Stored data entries

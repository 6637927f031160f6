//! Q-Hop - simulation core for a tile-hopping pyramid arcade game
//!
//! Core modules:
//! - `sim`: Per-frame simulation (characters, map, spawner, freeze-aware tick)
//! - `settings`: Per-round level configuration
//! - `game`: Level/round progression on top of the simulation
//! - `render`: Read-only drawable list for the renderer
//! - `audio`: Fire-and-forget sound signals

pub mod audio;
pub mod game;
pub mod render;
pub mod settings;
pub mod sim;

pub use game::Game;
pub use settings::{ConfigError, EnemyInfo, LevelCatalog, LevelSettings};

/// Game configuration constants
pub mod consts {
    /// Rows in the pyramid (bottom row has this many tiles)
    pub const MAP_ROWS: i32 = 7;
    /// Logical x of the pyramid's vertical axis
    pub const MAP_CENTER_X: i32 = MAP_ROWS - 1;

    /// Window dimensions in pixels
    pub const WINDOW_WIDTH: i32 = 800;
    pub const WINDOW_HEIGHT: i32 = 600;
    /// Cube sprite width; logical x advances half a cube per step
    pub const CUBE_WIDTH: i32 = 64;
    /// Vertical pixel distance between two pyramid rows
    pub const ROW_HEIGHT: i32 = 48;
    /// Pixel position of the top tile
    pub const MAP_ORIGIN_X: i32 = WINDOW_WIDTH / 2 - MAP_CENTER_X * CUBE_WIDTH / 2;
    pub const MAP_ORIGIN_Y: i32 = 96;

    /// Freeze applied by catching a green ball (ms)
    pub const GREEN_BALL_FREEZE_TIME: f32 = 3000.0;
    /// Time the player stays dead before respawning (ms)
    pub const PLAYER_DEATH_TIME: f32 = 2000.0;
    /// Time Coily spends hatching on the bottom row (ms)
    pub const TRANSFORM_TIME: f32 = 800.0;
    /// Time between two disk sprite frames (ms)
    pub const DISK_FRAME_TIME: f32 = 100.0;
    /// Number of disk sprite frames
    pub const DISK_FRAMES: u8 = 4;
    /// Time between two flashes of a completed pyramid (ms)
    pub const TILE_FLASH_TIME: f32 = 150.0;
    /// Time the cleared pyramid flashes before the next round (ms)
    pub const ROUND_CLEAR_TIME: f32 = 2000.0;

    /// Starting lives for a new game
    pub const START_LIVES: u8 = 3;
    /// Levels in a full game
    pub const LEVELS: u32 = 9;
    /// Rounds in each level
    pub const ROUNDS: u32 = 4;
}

## Work instructions
In the data above, retype exactly and only the lines between the one holding "pub use game::Game;" and the one holding "the top tile", inclusive.

## Completed task
pub use game::Game;
pub use settings::{ConfigError, EnemyInfo, LevelCatalog, LevelSettings};

/// Game configuration constants
pub mod consts {
    /// Rows in the pyramid (bottom row has this many tiles)
    pub const MAP_ROWS: i32 = 7;
    /// Logical x of the pyramid's vertical axis
    pub const MAP_CENTER_X: i32 = MAP_ROWS - 1;

    /// Window dimensions in pixels
    pub const WINDOW_WIDTH: i32 = 800;
    pub const WINDOW_HEIGHT: i32 = 600;
    /// Cube sprite width; logical x advances half a cube per step
    pub const CUBE_WIDTH: i32 = 64;
    /// Vertical pixel distance between two pyramid rows
    pub const ROW_HEIGHT: i32 = 48;
    /// Pixel position of the top tile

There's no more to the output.